:: Required work ::
Please filter the entries and return only the lines that include "Item".

:: Given data ::
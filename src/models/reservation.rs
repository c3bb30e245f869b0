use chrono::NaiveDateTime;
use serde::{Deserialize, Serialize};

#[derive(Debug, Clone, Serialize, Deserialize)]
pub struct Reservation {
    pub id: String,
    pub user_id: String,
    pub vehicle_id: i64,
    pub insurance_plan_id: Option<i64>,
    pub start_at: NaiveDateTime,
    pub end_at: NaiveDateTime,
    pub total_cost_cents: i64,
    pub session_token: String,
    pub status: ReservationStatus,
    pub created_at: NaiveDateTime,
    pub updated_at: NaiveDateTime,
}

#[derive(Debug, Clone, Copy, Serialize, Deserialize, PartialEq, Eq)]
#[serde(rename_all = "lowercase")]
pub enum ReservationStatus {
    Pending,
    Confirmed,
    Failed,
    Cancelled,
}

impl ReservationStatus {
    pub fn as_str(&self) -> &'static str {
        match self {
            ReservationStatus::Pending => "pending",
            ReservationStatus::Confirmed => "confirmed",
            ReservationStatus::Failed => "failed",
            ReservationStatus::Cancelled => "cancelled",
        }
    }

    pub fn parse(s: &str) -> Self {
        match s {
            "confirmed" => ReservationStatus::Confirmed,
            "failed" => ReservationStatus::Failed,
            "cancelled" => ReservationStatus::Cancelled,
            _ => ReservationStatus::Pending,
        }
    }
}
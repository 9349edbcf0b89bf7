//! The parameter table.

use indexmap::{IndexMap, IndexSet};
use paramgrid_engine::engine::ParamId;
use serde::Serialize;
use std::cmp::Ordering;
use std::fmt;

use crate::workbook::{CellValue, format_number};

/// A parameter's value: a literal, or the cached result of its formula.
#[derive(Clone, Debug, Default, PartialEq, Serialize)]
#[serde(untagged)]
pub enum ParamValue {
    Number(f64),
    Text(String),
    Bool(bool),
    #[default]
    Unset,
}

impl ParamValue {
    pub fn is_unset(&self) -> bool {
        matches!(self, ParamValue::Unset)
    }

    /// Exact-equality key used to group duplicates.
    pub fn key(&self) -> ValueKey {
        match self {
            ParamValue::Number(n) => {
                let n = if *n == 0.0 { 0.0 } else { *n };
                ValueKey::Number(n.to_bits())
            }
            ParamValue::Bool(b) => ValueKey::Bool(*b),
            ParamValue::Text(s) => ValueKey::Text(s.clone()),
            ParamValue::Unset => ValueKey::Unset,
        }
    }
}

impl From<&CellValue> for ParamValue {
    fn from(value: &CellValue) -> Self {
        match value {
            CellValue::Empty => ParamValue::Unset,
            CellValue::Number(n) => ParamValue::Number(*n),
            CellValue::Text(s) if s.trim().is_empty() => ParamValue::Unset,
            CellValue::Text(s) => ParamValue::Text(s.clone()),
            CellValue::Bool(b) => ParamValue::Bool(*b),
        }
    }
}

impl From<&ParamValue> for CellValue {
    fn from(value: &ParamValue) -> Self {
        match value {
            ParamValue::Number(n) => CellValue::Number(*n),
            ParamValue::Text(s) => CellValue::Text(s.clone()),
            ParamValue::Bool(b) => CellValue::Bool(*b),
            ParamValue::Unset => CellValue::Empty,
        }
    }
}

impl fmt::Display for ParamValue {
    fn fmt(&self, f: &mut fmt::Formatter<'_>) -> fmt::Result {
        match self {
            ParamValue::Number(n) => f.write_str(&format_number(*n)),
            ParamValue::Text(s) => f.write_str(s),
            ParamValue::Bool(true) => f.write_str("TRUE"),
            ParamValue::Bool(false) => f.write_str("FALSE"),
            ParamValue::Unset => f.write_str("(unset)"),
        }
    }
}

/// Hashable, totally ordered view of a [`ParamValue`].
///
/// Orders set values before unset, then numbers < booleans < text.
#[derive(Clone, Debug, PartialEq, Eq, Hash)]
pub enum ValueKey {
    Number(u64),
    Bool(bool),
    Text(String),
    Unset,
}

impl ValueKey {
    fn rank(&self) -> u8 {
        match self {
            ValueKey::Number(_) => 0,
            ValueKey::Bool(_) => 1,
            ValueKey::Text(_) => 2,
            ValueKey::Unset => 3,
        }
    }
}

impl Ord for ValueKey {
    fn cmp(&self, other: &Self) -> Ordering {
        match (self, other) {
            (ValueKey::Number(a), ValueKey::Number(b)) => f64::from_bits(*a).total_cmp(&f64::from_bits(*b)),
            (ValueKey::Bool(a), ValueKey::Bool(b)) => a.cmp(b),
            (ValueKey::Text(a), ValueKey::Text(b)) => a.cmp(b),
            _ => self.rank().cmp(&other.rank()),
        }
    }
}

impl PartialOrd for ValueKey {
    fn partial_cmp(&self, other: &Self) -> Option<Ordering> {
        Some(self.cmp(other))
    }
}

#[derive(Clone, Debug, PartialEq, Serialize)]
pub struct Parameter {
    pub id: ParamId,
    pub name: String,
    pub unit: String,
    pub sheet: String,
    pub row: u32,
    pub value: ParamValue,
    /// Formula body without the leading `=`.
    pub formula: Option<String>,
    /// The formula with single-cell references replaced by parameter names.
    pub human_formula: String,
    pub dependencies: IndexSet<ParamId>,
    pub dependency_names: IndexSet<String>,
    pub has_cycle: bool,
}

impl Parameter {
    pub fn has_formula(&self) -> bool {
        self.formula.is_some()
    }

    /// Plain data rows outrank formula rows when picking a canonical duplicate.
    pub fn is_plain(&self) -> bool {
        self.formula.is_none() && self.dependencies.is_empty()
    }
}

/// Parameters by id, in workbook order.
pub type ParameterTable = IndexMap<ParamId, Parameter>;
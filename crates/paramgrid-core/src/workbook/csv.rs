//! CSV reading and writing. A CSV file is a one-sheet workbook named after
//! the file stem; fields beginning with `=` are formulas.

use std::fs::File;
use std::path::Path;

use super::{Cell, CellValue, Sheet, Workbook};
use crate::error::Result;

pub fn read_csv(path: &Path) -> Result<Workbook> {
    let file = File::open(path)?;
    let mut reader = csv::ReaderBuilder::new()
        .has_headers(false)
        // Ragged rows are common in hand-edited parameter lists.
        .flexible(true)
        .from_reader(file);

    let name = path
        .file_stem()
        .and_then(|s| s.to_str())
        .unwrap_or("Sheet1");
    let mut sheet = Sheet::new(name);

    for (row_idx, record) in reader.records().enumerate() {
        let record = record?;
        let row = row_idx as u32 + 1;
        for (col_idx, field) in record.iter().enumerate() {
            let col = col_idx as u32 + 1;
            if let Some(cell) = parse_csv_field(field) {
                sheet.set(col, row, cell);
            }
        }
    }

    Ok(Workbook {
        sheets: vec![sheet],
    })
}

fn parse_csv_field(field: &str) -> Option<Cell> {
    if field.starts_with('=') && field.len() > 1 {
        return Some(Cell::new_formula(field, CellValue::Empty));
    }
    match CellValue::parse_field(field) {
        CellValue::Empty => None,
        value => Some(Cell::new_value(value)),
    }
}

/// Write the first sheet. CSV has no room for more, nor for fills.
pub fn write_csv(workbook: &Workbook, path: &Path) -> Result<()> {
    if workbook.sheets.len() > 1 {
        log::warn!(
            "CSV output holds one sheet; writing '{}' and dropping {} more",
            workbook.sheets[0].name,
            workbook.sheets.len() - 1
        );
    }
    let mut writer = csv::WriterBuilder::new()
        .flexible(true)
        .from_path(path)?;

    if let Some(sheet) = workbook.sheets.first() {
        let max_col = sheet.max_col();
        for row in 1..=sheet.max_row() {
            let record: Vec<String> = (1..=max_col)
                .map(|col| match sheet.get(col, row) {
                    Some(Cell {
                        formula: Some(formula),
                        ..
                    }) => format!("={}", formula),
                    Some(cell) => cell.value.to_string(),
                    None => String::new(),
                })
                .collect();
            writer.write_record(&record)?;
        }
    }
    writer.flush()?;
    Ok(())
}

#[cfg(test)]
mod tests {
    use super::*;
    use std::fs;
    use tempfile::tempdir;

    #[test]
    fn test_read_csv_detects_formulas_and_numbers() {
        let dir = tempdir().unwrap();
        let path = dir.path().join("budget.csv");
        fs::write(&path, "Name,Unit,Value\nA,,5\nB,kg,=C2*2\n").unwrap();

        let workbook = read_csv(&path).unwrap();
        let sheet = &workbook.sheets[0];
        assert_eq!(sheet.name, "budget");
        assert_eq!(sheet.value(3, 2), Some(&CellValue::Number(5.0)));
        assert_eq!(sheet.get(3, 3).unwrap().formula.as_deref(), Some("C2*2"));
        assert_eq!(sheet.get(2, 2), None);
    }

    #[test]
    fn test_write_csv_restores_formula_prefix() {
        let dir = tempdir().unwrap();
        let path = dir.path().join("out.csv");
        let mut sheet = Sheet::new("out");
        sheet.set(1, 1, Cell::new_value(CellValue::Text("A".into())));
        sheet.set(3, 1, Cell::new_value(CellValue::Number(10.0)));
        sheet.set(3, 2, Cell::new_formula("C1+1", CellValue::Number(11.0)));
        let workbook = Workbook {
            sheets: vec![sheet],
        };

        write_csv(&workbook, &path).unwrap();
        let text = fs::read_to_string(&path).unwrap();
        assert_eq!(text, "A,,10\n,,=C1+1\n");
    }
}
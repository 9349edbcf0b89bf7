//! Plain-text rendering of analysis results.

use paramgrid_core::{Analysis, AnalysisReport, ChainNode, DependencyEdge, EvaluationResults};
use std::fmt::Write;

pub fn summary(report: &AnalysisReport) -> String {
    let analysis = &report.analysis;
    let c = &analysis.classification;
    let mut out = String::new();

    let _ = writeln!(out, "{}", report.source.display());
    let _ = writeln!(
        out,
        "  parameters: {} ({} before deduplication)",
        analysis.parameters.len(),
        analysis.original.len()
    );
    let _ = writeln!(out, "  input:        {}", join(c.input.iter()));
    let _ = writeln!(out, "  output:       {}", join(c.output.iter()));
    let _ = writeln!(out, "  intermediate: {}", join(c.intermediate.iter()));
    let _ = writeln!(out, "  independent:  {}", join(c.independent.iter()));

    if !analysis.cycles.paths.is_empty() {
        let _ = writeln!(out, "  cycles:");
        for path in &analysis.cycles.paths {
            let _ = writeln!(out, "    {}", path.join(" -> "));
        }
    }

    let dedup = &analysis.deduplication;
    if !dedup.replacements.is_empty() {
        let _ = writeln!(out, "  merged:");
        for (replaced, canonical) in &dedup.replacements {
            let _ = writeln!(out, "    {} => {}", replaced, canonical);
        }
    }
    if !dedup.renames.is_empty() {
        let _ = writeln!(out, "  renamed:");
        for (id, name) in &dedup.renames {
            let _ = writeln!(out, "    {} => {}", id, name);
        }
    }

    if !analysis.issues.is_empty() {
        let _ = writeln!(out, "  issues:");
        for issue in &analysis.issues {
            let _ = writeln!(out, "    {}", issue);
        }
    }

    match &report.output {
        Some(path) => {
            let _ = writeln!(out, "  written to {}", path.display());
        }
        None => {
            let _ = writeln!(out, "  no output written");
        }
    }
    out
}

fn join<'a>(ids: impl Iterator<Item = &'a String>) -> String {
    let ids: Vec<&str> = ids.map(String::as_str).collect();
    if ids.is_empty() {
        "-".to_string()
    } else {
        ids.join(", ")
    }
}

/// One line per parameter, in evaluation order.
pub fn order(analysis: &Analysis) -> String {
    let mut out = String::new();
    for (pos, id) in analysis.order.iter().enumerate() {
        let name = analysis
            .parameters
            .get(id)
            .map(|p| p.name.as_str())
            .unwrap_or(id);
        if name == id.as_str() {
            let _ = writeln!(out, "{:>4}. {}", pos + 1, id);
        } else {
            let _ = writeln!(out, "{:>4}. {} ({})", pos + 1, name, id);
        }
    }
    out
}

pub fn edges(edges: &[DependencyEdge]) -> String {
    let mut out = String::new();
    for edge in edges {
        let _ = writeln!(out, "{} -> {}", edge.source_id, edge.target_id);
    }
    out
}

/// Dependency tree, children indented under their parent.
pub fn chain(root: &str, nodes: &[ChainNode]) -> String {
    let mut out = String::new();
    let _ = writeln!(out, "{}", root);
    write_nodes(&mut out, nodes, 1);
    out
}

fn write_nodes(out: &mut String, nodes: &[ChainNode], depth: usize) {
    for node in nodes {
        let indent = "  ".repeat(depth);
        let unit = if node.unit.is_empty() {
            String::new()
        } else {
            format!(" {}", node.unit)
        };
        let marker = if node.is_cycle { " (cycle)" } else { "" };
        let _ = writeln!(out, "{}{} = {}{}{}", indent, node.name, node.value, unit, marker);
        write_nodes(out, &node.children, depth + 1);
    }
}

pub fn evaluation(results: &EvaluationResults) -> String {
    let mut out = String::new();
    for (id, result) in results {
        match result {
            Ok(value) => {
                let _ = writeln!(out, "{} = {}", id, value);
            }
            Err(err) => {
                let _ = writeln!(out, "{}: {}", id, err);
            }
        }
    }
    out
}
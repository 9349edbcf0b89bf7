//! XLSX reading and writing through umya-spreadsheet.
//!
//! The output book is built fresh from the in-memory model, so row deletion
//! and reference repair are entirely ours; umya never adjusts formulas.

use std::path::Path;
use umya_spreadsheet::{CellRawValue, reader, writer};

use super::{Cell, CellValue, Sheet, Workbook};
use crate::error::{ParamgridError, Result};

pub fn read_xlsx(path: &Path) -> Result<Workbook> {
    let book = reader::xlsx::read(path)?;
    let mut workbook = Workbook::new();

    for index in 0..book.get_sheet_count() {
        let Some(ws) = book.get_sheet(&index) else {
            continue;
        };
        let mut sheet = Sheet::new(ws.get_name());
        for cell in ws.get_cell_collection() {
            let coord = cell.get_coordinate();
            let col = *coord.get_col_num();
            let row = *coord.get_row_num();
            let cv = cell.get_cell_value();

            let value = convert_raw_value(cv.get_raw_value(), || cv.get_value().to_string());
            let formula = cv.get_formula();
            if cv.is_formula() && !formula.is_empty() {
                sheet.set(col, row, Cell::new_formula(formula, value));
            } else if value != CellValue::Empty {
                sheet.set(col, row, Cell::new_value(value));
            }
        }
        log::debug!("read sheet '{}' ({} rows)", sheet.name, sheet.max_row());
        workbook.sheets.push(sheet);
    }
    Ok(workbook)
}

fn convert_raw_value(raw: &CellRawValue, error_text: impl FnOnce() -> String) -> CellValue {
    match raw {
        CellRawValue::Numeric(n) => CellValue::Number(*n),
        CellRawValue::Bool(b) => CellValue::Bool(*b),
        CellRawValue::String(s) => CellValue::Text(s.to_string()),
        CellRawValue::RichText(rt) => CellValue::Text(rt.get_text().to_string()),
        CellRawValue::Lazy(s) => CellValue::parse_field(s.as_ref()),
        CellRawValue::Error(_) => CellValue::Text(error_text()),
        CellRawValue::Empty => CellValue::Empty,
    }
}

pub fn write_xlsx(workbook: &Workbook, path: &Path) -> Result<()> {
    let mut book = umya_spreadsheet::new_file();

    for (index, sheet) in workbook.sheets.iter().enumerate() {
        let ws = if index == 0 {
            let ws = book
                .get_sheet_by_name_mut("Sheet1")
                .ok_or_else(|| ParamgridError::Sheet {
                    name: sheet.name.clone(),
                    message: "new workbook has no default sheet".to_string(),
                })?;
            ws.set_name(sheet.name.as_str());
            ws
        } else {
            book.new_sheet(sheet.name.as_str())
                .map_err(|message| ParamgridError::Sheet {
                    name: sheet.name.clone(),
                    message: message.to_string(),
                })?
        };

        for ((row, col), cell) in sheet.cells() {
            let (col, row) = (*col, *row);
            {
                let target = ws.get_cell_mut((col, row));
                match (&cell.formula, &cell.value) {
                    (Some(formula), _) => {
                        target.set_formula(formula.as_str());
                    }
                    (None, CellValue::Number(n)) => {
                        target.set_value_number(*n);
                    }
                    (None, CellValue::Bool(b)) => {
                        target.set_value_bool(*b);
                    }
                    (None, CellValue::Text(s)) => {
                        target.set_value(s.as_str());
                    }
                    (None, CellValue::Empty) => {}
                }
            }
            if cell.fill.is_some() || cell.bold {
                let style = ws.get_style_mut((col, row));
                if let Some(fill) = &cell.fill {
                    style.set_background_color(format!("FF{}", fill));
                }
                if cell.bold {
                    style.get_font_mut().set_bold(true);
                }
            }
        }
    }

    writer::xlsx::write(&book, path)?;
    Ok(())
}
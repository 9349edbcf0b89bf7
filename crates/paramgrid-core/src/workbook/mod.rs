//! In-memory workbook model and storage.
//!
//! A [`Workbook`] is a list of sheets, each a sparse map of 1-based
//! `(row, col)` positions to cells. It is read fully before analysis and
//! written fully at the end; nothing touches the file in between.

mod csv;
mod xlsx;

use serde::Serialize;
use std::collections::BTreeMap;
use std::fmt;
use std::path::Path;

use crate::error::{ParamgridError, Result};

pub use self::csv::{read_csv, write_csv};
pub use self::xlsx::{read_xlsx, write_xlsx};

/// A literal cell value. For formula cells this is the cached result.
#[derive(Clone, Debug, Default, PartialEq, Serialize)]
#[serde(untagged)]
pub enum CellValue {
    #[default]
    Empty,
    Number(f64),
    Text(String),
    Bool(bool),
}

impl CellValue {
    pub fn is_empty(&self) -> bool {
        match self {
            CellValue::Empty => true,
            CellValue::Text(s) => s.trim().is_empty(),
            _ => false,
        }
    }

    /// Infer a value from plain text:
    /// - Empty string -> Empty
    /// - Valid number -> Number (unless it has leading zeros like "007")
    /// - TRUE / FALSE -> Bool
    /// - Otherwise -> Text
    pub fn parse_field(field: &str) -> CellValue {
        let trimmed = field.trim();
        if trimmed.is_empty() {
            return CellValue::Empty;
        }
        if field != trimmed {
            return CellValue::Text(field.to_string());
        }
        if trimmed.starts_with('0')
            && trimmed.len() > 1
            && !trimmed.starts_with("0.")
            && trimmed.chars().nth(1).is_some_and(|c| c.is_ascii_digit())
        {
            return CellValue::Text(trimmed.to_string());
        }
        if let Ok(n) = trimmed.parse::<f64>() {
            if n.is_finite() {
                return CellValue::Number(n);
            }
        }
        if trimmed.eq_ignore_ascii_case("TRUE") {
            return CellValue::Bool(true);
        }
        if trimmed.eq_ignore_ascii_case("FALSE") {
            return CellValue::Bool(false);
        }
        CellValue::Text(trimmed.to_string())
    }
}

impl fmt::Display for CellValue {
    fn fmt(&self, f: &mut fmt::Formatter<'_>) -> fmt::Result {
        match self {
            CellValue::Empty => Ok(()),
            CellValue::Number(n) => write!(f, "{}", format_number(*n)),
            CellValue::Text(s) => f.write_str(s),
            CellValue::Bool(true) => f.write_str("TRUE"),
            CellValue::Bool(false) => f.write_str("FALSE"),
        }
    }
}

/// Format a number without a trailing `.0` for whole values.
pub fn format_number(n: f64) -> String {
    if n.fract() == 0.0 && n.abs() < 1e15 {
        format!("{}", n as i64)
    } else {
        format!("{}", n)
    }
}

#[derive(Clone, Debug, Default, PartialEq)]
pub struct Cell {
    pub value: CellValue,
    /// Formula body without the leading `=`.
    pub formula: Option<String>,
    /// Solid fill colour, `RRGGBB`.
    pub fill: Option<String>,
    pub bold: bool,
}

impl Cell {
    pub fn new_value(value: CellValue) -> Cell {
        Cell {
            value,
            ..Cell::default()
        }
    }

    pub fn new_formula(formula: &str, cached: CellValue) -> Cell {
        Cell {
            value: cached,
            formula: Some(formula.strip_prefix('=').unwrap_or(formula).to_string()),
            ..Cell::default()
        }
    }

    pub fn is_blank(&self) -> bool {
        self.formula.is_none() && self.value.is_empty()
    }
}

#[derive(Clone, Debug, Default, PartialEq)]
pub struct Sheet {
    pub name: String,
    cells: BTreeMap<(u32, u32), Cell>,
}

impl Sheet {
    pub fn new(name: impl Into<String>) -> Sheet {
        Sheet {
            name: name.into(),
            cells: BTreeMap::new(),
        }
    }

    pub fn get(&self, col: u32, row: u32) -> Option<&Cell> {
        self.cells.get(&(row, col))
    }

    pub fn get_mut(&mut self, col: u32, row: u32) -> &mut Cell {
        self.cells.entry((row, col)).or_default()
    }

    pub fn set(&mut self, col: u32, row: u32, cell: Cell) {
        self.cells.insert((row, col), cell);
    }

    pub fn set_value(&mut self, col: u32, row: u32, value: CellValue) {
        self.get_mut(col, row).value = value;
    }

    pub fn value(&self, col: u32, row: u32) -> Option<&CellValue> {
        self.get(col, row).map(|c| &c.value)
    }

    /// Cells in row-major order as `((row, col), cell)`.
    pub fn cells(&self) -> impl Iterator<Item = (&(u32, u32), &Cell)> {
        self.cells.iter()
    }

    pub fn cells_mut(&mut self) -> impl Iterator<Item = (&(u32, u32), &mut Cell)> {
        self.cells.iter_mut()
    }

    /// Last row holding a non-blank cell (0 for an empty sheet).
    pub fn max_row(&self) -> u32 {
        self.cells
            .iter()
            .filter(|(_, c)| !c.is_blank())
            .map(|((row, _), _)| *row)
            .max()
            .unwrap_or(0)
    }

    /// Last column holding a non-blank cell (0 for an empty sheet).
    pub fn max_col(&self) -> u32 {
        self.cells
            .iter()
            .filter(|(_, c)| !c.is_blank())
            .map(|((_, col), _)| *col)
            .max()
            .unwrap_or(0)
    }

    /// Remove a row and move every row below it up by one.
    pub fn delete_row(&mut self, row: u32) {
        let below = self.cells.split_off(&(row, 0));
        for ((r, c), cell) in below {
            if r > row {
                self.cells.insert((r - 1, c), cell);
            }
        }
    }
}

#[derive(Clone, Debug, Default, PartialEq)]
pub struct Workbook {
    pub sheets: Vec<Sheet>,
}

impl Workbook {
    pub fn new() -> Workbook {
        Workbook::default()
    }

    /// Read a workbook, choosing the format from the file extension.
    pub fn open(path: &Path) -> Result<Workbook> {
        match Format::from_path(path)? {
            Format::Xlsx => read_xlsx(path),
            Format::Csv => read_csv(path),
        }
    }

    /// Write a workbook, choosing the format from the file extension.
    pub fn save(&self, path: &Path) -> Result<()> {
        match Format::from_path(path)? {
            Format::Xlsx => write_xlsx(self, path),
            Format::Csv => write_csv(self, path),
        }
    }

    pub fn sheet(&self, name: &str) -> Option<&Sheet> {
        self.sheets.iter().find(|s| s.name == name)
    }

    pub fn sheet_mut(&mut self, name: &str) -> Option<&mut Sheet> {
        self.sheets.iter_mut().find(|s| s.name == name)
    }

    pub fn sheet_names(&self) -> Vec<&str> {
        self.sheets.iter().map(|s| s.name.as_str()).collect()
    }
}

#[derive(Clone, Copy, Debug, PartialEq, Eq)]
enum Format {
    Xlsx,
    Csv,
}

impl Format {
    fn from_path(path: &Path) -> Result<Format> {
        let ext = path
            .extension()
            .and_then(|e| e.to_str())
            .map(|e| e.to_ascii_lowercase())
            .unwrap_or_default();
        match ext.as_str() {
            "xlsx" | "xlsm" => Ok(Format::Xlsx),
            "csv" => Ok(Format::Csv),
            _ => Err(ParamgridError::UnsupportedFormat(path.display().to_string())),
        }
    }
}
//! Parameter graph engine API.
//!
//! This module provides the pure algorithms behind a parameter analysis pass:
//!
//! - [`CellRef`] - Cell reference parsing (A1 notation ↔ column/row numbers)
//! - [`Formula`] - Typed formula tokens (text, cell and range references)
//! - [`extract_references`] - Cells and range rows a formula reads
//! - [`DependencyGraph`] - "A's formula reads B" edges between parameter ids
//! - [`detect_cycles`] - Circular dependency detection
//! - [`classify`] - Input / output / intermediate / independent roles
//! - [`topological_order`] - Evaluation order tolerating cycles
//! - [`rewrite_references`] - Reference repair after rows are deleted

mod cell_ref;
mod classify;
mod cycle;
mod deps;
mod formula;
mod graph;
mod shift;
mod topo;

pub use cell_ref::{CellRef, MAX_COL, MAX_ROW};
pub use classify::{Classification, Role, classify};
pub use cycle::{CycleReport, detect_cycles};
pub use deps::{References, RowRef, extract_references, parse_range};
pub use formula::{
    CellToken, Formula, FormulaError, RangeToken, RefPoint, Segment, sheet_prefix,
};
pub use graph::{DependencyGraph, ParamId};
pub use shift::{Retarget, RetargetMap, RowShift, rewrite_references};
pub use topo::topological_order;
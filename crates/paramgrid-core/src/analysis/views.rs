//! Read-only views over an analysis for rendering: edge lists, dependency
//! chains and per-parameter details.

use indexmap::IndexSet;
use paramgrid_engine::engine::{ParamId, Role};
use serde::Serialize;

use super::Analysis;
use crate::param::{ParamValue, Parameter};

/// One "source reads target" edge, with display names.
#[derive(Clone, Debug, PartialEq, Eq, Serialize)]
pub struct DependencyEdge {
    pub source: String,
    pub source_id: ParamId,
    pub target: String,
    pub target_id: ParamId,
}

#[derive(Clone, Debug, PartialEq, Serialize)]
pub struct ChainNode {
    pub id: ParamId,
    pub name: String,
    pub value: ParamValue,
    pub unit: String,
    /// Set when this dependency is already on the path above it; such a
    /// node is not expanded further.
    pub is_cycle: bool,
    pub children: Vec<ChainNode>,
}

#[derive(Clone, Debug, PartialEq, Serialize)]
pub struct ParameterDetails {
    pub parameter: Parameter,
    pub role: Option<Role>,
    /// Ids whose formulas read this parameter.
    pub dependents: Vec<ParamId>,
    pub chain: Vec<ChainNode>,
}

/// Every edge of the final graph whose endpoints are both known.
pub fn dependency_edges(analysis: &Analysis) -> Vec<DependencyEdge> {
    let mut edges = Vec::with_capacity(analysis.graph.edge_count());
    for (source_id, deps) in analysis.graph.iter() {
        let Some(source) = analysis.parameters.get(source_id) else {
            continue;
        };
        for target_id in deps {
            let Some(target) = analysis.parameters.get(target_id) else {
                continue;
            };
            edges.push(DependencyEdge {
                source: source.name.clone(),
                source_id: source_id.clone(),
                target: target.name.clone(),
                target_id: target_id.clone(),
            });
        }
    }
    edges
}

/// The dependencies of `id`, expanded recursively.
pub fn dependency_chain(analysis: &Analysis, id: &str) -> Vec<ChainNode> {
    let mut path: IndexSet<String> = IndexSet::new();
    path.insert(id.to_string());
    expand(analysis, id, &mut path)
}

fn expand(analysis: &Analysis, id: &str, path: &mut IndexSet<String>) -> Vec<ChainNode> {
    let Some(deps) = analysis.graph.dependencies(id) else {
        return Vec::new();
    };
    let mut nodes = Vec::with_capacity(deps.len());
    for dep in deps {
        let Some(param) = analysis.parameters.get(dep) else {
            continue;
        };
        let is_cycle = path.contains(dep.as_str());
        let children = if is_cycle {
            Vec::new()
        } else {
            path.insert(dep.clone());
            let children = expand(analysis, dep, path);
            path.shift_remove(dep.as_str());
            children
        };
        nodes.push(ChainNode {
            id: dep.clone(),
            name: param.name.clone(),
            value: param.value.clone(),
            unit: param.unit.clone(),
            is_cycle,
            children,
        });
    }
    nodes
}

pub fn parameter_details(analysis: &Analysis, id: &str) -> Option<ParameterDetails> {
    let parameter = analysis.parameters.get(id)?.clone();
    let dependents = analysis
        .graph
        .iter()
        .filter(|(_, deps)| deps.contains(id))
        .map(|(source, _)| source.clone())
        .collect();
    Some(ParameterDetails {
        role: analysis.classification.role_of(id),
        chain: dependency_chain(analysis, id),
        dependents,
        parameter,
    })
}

:: Response ::
fn join<'a>(ids: impl Iterator<Item = &'a String>) -> String {
    pub fn cells(&self) -> impl Iterator<Item = (&(u32, u32), &Cell)> {
    pub fn cells_mut(&mut self) -> impl Iterator<Item = (&(u32, u32), &mut Cell)> {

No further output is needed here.